About this task
The records below must be duplicated exactly, character for character.

===== Entries shown =====

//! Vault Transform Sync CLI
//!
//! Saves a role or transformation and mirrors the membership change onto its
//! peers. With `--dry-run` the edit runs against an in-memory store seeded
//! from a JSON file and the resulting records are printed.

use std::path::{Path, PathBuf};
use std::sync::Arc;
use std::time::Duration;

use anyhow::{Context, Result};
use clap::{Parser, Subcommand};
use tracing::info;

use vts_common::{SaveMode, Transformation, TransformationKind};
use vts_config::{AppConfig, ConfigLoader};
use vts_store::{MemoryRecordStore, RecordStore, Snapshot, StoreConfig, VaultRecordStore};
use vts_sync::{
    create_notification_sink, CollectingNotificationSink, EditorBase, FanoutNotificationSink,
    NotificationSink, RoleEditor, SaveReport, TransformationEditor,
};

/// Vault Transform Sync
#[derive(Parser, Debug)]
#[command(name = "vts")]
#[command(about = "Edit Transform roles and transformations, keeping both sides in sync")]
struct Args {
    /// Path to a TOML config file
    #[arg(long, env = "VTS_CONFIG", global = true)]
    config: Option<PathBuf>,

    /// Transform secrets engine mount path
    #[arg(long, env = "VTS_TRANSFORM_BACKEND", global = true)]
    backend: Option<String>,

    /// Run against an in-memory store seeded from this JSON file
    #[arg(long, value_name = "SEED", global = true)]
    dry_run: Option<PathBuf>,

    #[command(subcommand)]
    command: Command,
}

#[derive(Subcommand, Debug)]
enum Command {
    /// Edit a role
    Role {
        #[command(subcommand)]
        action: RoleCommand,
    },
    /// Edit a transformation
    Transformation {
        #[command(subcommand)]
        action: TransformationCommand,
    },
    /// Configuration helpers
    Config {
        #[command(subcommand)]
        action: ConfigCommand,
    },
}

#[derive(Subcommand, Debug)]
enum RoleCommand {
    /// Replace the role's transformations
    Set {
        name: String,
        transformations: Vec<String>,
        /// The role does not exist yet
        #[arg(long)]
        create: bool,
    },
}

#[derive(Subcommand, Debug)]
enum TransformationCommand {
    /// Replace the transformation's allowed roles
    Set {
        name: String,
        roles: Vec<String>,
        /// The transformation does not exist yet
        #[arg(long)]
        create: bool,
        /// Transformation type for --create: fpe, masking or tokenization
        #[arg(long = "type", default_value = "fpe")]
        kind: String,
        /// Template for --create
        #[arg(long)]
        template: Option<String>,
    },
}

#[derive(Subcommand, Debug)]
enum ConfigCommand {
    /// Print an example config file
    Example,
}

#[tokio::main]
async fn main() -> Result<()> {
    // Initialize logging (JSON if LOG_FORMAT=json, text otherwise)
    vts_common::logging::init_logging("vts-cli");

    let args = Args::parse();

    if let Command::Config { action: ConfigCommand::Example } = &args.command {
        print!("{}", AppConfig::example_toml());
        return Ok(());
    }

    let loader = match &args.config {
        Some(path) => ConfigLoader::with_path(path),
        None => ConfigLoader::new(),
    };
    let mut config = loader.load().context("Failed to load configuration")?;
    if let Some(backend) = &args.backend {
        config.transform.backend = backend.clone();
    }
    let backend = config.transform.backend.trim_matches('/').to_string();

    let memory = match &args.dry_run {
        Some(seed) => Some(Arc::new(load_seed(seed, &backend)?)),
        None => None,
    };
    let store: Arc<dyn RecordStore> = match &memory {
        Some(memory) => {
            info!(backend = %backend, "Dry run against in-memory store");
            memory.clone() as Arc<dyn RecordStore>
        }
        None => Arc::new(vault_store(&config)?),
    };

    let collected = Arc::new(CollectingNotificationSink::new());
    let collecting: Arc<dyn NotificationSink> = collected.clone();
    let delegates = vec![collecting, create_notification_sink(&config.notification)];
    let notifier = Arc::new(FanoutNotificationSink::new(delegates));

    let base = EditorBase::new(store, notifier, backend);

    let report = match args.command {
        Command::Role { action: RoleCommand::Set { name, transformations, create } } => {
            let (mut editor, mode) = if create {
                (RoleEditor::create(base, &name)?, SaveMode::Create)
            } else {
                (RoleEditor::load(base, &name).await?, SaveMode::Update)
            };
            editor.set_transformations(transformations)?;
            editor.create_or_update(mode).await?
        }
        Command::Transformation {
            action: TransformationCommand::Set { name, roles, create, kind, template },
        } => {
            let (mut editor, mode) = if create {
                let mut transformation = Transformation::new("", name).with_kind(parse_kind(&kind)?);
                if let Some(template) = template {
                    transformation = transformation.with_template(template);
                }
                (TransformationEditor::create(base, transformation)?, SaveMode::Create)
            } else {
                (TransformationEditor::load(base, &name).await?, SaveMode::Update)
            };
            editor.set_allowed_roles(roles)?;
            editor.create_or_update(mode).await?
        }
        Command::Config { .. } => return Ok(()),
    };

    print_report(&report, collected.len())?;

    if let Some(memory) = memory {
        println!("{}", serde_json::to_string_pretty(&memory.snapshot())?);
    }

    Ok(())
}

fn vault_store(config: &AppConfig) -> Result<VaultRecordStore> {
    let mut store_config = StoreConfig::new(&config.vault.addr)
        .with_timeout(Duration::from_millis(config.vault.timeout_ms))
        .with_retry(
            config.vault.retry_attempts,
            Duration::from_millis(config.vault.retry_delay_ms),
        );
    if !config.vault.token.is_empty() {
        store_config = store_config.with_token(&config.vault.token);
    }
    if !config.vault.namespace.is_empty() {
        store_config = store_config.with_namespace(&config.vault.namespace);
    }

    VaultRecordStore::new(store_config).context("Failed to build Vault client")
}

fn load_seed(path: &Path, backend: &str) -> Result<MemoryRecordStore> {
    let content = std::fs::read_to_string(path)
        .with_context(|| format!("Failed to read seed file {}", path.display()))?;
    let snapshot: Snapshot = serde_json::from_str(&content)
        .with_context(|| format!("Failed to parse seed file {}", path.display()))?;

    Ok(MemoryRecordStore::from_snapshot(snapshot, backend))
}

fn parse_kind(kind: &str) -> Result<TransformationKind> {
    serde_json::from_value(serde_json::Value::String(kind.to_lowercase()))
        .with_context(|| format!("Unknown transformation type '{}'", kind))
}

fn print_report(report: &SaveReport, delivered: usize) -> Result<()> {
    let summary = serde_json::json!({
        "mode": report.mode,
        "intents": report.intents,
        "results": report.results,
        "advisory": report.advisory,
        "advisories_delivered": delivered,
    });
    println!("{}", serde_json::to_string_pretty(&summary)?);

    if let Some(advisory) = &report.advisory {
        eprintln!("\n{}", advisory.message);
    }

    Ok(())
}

=====

Output of the exercise
//! Vault Transform Sync CLI
//!
//! Saves a role or transformation and mirrors the membership change onto its
//! peers. With `--dry-run` the edit runs against an in-memory store seeded
//! from a JSON file and the resulting records are printed.

use std::path::{Path, PathBuf};
use std::sync::Arc;
use std::time::Duration;

use anyhow::{Context, Result};
use clap::{Parser, Subcommand};
use tracing::info;

use vts_common::{SaveMode, Transformation, TransformationKind};
use vts_config::{AppConfig, ConfigLoader};
use vts_store::{MemoryRecordStore, RecordStore, Snapshot, StoreConfig, VaultRecordStore};
use vts_sync::{
    create_notification_sink, CollectingNotificationSink, EditorBase, FanoutNotificationSink,
    NotificationSink, RoleEditor, SaveReport, TransformationEditor,
};

/// Vault Transform Sync
#[derive(Parser, Debug)]
#[command(name = "vts")]
#[command(about = "Edit Transform roles and transformations, keeping both sides in sync")]
struct Args {
    /// Path to a TOML config file
    #[arg(long, env = "VTS_CONFIG", global = true)]
    config: Option<PathBuf>,

    /// Transform secrets engine mount path
    #[arg(long, env = "VTS_TRANSFORM_BACKEND", global = true)]
    backend: Option<String>,

    /// Run against an in-memory store seeded from this JSON file
    #[arg(long, value_name = "SEED", global = true)]
    dry_run: Option<PathBuf>,

    #[command(subcommand)]
    command: Command,
}

#[derive(Subcommand, Debug)]
enum Command {
    /// Edit a role
    Role {
        #[command(subcommand)]
        action: RoleCommand,
    },
    /// Edit a transformation
    Transformation {
        #[command(subcommand)]
        action: TransformationCommand,
    },
    /// Configuration helpers
    Config {
        #[command(subcommand)]
        action: ConfigCommand,
    },
}

#[derive(Subcommand, Debug)]
enum RoleCommand {
    /// Replace the role's transformations
    Set {
        name: String,
        transformations: Vec<String>,
        /// The role does not exist yet
        #[arg(long)]
        create: bool,
    },
}

#[derive(Subcommand, Debug)]
enum TransformationCommand {
    /// Replace the transformation's allowed roles
    Set {
        name: String,
        roles: Vec<String>,
        /// The transformation does not exist yet
        #[arg(long)]
        create: bool,
        /// Transformation type for --create: fpe, masking or tokenization
        #[arg(long = "type", default_value = "fpe")]
        kind: String,
        /// Template for --create
        #[arg(long)]
        template: Option<String>,
    },
}

#[derive(Subcommand, Debug)]
enum ConfigCommand {
    /// Print an example config file
    Example,
}

#[tokio::main]
async fn main() -> Result<()> {
    // Initialize logging (JSON if LOG_FORMAT=json, text otherwise)
    vts_common::logging::init_logging("vts-cli");

    let args = Args::parse();

    if let Command::Config { action: ConfigCommand::Example } = &args.command {
        print!("{}", AppConfig::example_toml());
        return Ok(());
    }

    let loader = match &args.config {
        Some(path) => ConfigLoader::with_path(path),
        None => ConfigLoader::new(),
    };
    let mut config = loader.load().context("Failed to load configuration")?;
    if let Some(backend) = &args.backend {
        config.transform.backend = backend.clone();
    }
    let backend = config.transform.backend.trim_matches('/').to_string();

    let memory = match &args.dry_run {
        Some(seed) => Some(Arc::new(load_seed(seed, &backend)?)),
        None => None,
    };
    let store: Arc<dyn RecordStore> = match &memory {
        Some(memory) => {
            info!(backend = %backend, "Dry run against in-memory store");
            memory.clone() as Arc<dyn RecordStore>
        }
        None => Arc::new(vault_store(&config)?),
    };

    let collected = Arc::new(CollectingNotificationSink::new());
    let collecting: Arc<dyn NotificationSink> = collected.clone();
    let delegates = vec![collecting, create_notification_sink(&config.notification)];
    let notifier = Arc::new(FanoutNotificationSink::new(delegates));

    let base = EditorBase::new(store, notifier, backend);

    let report = match args.command {
        Command::Role { action: RoleCommand::Set { name, transformations, create } } => {
            let (mut editor, mode) = if create {
                (RoleEditor::create(base, &name)?, SaveMode::Create)
            } else {
                (RoleEditor::load(base, &name).await?, SaveMode::Update)
            };
            editor.set_transformations(transformations)?;
            editor.create_or_update(mode).await?
        }
        Command::Transformation {
            action: TransformationCommand::Set { name, roles, create, kind, template },
        } => {
            let (mut editor, mode) = if create {
                let mut transformation = Transformation::new("", name).with_kind(parse_kind(&kind)?);
                if let Some(template) = template {
                    transformation = transformation.with_template(template);
                }
                (TransformationEditor::create(base, transformation)?, SaveMode::Create)
            } else {
                (TransformationEditor::load(base, &name).await?, SaveMode::Update)
            };
            editor.set_allowed_roles(roles)?;
            editor.create_or_update(mode).await?
        }
        Command::Config { .. } => return Ok(()),
    };

    print_report(&report, collected.len())?;

    if let Some(memory) = memory {
        println!("{}", serde_json::to_string_pretty(&memory.snapshot())?);
    }

    Ok(())
}

fn vault_store(config: &AppConfig) -> Result<VaultRecordStore> {
    let mut store_config = StoreConfig::new(&config.vault.addr)
        .with_timeout(Duration::from_millis(config.vault.timeout_ms))
        .with_retry(
            config.vault.retry_attempts,
            Duration::from_millis(config.vault.retry_delay_ms),
        );
    if !config.vault.token.is_empty() {
        store_config = store_config.with_token(&config.vault.token);
    }
    if !config.vault.namespace.is_empty() {
        store_config = store_config.with_namespace(&config.vault.namespace);
    }

    VaultRecordStore::new(store_config).context("Failed to build Vault client")
}

fn load_seed(path: &Path, backend: &str) -> Result<MemoryRecordStore> {
    let content = std::fs::read_to_string(path)
        .with_context(|| format!("Failed to read seed file {}", path.display()))?;
    let snapshot: Snapshot = serde_json::from_str(&content)
        .with_context(|| format!("Failed to parse seed file {}", path.display()))?;

    Ok(MemoryRecordStore::from_snapshot(snapshot, backend))
}

fn parse_kind(kind: &str) -> Result<TransformationKind> {
    serde_json::from_value(serde_json::Value::String(kind.to_lowercase()))
        .with_context(|| format!("Unknown transformation type '{}'", kind))
}

fn print_report(report: &SaveReport, delivered: usize) -> Result<()> {
    let summary = serde_json::json!({
        "mode": report.mode,
        "intents": report.intents,
        "results": report.results,
        "advisory": report.advisory,
        "advisories_delivered": delivered,
    });
    println!("{}", serde_json::to_string_pretty(&summary)?);

    if let Some(advisory) = &report.advisory {
        eprintln!("\n{}", advisory.message);
    }

    Ok(())
}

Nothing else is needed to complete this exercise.